▼▼▼
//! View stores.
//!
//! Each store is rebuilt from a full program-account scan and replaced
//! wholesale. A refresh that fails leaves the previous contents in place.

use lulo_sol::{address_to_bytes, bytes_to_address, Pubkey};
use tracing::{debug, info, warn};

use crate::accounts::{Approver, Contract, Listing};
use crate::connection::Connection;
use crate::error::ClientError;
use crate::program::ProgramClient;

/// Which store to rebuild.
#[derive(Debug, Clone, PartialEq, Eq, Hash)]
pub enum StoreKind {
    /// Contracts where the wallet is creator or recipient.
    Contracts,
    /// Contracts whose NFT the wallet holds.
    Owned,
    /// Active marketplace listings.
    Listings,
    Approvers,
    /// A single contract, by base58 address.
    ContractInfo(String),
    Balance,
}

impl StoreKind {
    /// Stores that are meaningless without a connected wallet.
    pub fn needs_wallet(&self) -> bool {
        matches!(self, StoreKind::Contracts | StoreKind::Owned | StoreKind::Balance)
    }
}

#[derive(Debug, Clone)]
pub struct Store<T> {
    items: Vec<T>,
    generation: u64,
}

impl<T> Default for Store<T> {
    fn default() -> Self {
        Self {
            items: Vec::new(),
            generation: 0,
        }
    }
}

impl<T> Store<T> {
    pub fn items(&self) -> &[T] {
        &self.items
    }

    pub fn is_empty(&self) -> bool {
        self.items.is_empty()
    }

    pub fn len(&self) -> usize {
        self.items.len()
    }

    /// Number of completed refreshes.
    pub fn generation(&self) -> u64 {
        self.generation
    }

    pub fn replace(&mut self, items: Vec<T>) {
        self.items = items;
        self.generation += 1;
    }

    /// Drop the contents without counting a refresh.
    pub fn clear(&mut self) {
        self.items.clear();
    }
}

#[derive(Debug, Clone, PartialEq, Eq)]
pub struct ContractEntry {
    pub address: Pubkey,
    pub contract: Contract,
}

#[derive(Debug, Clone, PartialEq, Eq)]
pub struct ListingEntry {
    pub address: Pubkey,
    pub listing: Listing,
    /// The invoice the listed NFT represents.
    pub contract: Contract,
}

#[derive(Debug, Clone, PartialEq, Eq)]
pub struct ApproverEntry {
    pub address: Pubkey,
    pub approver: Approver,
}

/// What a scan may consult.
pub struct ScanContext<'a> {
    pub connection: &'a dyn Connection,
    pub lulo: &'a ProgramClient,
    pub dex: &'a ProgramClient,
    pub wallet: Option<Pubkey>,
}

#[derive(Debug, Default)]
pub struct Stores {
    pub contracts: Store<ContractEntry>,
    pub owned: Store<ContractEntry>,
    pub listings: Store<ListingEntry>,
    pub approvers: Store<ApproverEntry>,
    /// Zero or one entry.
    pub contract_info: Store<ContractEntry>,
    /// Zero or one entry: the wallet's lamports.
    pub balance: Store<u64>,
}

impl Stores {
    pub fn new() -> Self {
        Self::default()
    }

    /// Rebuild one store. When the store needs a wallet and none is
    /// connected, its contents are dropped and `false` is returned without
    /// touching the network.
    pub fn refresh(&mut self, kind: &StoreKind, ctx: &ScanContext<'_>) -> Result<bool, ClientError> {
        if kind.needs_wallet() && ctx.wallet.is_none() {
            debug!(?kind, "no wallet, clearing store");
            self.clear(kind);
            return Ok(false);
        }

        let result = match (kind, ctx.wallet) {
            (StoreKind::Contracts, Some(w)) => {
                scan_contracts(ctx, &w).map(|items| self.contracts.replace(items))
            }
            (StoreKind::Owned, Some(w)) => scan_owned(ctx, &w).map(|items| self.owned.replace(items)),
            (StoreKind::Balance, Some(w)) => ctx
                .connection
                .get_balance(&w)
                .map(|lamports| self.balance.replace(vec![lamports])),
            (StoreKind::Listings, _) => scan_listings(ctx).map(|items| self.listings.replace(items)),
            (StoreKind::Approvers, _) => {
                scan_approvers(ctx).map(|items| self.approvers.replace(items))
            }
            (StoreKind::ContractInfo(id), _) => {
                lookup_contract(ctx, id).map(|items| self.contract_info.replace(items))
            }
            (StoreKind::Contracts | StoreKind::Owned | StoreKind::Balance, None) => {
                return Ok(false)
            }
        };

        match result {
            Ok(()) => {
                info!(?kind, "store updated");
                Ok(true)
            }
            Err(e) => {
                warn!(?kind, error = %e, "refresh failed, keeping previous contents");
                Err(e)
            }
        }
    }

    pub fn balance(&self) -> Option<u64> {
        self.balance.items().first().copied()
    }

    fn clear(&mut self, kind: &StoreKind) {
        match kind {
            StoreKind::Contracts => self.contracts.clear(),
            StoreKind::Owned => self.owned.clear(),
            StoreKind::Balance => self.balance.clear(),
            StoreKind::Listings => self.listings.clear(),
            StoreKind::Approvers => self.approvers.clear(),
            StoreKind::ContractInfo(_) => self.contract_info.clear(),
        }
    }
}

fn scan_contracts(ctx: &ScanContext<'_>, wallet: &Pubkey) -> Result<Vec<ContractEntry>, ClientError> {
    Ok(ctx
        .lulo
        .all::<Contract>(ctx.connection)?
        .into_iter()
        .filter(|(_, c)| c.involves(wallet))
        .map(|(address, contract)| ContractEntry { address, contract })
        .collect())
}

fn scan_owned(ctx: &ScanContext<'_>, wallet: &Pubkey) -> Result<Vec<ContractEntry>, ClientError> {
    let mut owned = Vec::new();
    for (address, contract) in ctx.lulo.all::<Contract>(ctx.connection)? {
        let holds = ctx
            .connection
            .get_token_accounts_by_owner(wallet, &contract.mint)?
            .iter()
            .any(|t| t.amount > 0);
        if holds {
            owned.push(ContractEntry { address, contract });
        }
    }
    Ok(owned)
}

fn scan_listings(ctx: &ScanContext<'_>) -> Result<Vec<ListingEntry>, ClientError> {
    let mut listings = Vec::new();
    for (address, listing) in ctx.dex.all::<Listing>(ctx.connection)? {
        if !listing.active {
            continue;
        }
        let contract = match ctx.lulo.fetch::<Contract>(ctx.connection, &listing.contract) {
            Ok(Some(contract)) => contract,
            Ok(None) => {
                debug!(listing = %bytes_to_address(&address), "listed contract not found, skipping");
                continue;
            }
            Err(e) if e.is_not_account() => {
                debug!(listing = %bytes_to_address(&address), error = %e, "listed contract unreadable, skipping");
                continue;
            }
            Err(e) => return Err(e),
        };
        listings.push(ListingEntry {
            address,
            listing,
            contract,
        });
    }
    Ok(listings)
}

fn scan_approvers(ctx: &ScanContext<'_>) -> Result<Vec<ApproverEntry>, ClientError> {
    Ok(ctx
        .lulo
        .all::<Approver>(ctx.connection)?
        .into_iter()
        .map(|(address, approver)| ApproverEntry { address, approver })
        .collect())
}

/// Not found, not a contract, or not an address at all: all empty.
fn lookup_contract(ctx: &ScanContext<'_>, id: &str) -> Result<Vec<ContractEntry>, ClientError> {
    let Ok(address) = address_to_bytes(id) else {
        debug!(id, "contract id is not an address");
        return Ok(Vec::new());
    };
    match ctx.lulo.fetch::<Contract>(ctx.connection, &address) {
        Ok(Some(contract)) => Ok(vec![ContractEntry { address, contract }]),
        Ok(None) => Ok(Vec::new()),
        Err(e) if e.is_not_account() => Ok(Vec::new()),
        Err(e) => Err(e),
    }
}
▲▲▲
• **Exercise directions**:
I need every line of the data that has the word "ProgramClient"; please list them.

• **Result**:
use crate::program::ProgramClient;
    pub lulo: &'a ProgramClient,
    pub dex: &'a ProgramClient,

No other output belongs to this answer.